I made a mistake last week. We are in the midst of testing season at school which means the daily schedule is put in blender and spit back out. As a result, I ended up with 3 days last week with no lunch period, meaning I had to attempt to eat (two hours past my normal lunch time) while speed-teaching 22 minute classes. The mistake? I packed a high-fiber, voluminous lunch with lots of beans, greens, and cauliflower that my body didn’t like ingesting rapidly and my palate did not enjoy cold.
I’m learning. We have another round of testing this week and I am packing a lower-fiber spread that will be fine if I do not have access to the microwave. My stomach is breathing a sigh of relief.
Black Bean Pasta With Raw Marinara
As a gluten-free gal, I had pretty much given up on ever being able to eat pasta again that wasn’t loaded with simple carbs and entirely devoid of protein. Then I found this hiding on the bottom shelf in a local health food store. I brought it home, a bit dubious that the texture and flavor would be as good as the nutritional profile (17 g carbs and 20 g protein!!!). I mixed up a quick pesto sauce in my food processor, cooked the pasta, and tossed it together. It. Was. Amazing. It felt right in the mouth, tasted great, and filled me up like only protein can.

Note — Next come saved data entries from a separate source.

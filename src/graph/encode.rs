use std::collections::HashMap;

use serde_json::{Map, Value};

use crate::graph::{Graph, GraphValue, ID_FIELD, NodeId, REF_FIELD, VALUES_FIELD};

struct Encoder<'g> {
    graph: &'g Graph,
    ids: HashMap<NodeId, String>,
}

/// Flattens a graph into the reference-tagged wire form.
///
/// Every object gets an `$id` the first time it is reached; later
/// occurrences of the same node become `{"$ref": id}`. Lists are always
/// wrapped in a `$values` envelope, empty ones included.
pub fn encode_graph(graph: &Graph, root: &GraphValue) -> Value {
    let mut encoder = Encoder {
        graph,
        ids: HashMap::new(),
    };
    encoder.value(root)
}

impl Encoder<'_> {
    fn value(&mut self, value: &GraphValue) -> Value {
        match value {
            GraphValue::Null => Value::Null,
            GraphValue::Bool(b) => Value::Bool(*b),
            GraphValue::Number(n) => Value::Number(n.clone()),
            GraphValue::String(s) => Value::String(s.clone()),
            GraphValue::List(items) => {
                let values = items.iter().map(|item| self.value(item)).collect();
                let mut envelope = Map::new();
                envelope.insert(VALUES_FIELD.to_string(), Value::Array(values));
                Value::Object(envelope)
            }
            GraphValue::Object(node) => self.object(*node),
        }
    }

    fn object(&mut self, node: NodeId) -> Value {
        if let Some(id) = self.ids.get(&node) {
            let mut reference = Map::new();
            reference.insert(REF_FIELD.to_string(), Value::String(id.clone()));
            return Value::Object(reference);
        }

        let Some(fields) = self.graph.fields(node) else {
            return Value::Null;
        };

        let id = (self.ids.len() + 1).to_string();
        self.ids.insert(node, id.clone());

        let mut map = Map::new();
        map.insert(ID_FIELD.to_string(), Value::String(id));
        for (key, value) in fields {
            let encoded = self.value(value);
            map.insert(key.clone(), encoded);
        }
        Value::Object(map)
    }
}

#[cfg(test)]
mod tests {
    use super::*;
    use crate::graph::decode_graph;
    use serde_json::json;

    /// Walks two graphs side by side, checking equal fields and that shared
    /// nodes in one are shared in the other.
    fn assert_isomorphic(
        left: (&Graph, &GraphValue),
        right: (&Graph, &GraphValue),
        pairs: &mut HashMap<NodeId, NodeId>,
    ) {
        match (left.1, right.1) {
            (GraphValue::Object(a), GraphValue::Object(b)) => {
                if let Some(seen) = pairs.get(a) {
                    assert_eq!(seen, b, "sharing structure differs");
                    return;
                }
                assert!(
                    !pairs.values().any(|v| v == b),
                    "two distinct nodes were coalesced"
                );
                pairs.insert(*a, *b);
                let fa = left.0.fields(*a).unwrap();
                let fb = right.0.fields(*b).unwrap();
                assert_eq!(
                    fa.keys().collect::<Vec<_>>(),
                    fb.keys().collect::<Vec<_>>()
                );
                for (key, value) in fa {
                    assert_isomorphic((left.0, value), (right.0, &fb[key]), pairs);
                }
            }
            (GraphValue::List(a), GraphValue::List(b)) => {
                assert_eq!(a.len(), b.len());
                for (x, y) in a.iter().zip(b.iter()) {
                    assert_isomorphic((left.0, x), (right.0, y), pairs);
                }
            }
            (a, b) => assert_eq!(a, b),
        }
    }

    fn project_graph() -> (Graph, GraphValue) {
        let mut graph = Graph::new();
        let project = graph.add_object();
        let ada = graph.add_object();
        let first = graph.add_object();
        let second = graph.add_object();

        graph.set_field(ada, "id", 3_i64.into());
        graph.set_field(ada, "name", "Ada".into());

        graph.set_field(project, "id", 1_i64.into());
        graph.set_field(project, "name", "Apollo".into());
        graph.set_field(project, "description", GraphValue::Null);
        graph.set_field(
            project,
            "tasks",
            GraphValue::list(vec![GraphValue::Object(first), GraphValue::Object(second)]),
        );

        for (task, id) in [(first, 10_i64), (second, 11_i64)] {
            graph.set_field(task, "id", id.into());
            graph.set_field(task, "name", "Same name".into());
            graph.set_field(task, "project", GraphValue::Object(project));
            graph.set_field(task, "assignedTo", GraphValue::Object(ada));
            graph.set_field(task, "labels", GraphValue::list(vec![]));
        }

        let root = GraphValue::list(vec![GraphValue::Object(project), GraphValue::Object(ada)]);
        (graph, root)
    }

    #[test]
    fn test_round_trip_preserves_values_and_sharing() {
        let (graph, root) = project_graph();

        let wire = encode_graph(&graph, &root);
        let decoded = decode_graph(&wire).unwrap();

        assert!(decoded.issues.is_empty());
        assert_eq!(decoded.graph.len(), graph.len());
        assert_isomorphic(
            (&graph, &root),
            (&decoded.graph, &decoded.root),
            &mut HashMap::new(),
        );
    }

    #[test]
    fn test_repeat_occurrences_become_references() {
        let (graph, root) = project_graph();

        let wire = encode_graph(&graph, &root);

        let project = &wire["$values"][0];
        assert_eq!(project["$id"], json!("1"));
        let first = &project["tasks"]["$values"][0];
        assert_eq!(first["project"], json!({"$ref": "1"}));
        let ada_id = first["assignedTo"]["$id"].clone();
        assert_eq!(
            project["tasks"]["$values"][1]["assignedTo"],
            json!({"$ref": ada_id})
        );
        assert_eq!(wire["$values"][1], json!({"$ref": ada_id}));
    }

    #[test]
    fn test_equal_but_distinct_objects_are_not_coalesced() {
        let mut graph = Graph::new();
        let a = graph.add_object();
        let b = graph.add_object();
        graph.set_field(a, "name", "twin".into());
        graph.set_field(b, "name", "twin".into());
        let root = GraphValue::list(vec![GraphValue::Object(a), GraphValue::Object(b)]);

        let wire = encode_graph(&graph, &root);

        assert_eq!(
            wire,
            json!({"$values": [
                {"$id": "1", "name": "twin"},
                {"$id": "2", "name": "twin"}
            ]})
        );
    }

    #[test]
    fn test_empty_lists_and_nulls_keep_their_shape() {
        let mut graph = Graph::new();
        let task = graph.add_object();
        graph.set_field(task, "assignedTo", GraphValue::Null);
        graph.set_field(task, "labels", GraphValue::list(vec![]));

        let wire = encode_graph(&graph, &GraphValue::Object(task));

        assert_eq!(
            wire,
            json!({"$id": "1", "assignedTo": null, "labels": {"$values": []}})
        );
    }
}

A few days later, I went back to the store to buy more of the mung bean fettuccine and to pick up the black bean spaghetti. The shelves were empty:( Panicked (I NEEDED this stuff now), I visited my Amazon site. Placed an order. Several days later, I received an email that they were sold out. Not one to give up easily, I found another site that carries the pastas. I received my first order of the black bean spaghetti last week and I am excited to try it in this week’s recipe.
I needed a sauce that would be good cold and I wanted something different than the pesto I used earlier. I decided to try the marinara recipe from here, but I added onion, garlic, and mushrooms. What? I said I had to be able to eat quickly; I never said anything about my breath having to smell nice:) I topped the spaghetti with a vegan “cheese” made of walnuts and nutritional yeast for a little extra yum and a little extra protein.
Pasta. $6 Tomatoes. $3 The look of utter horror on my students’ faces when they see me eating black pasta with red sauce. Priceless.
Baked Zucchini Fries
This is another recipe from Lean, Luscious, and Meatless, my favorite book from childhood that has disappeared from print.
4 zucchini, end cut off and sliced longwise into 1/8″ slices
dip these into a mixture of flax seed (the cookbook uses wheatgerm, but that whole gluten thing gets in the way), garlic powder, paprika, and oregano
Arrange cut side up on a cookie sheet and bake at 450° for 15 minutes. Extra yummy served with tomato sauce.
A bonus of this week’s meal? It’s quick to prepare, leaving me with plenty of time to read Fifty Shades of Grey, a reading assignment from a coworker.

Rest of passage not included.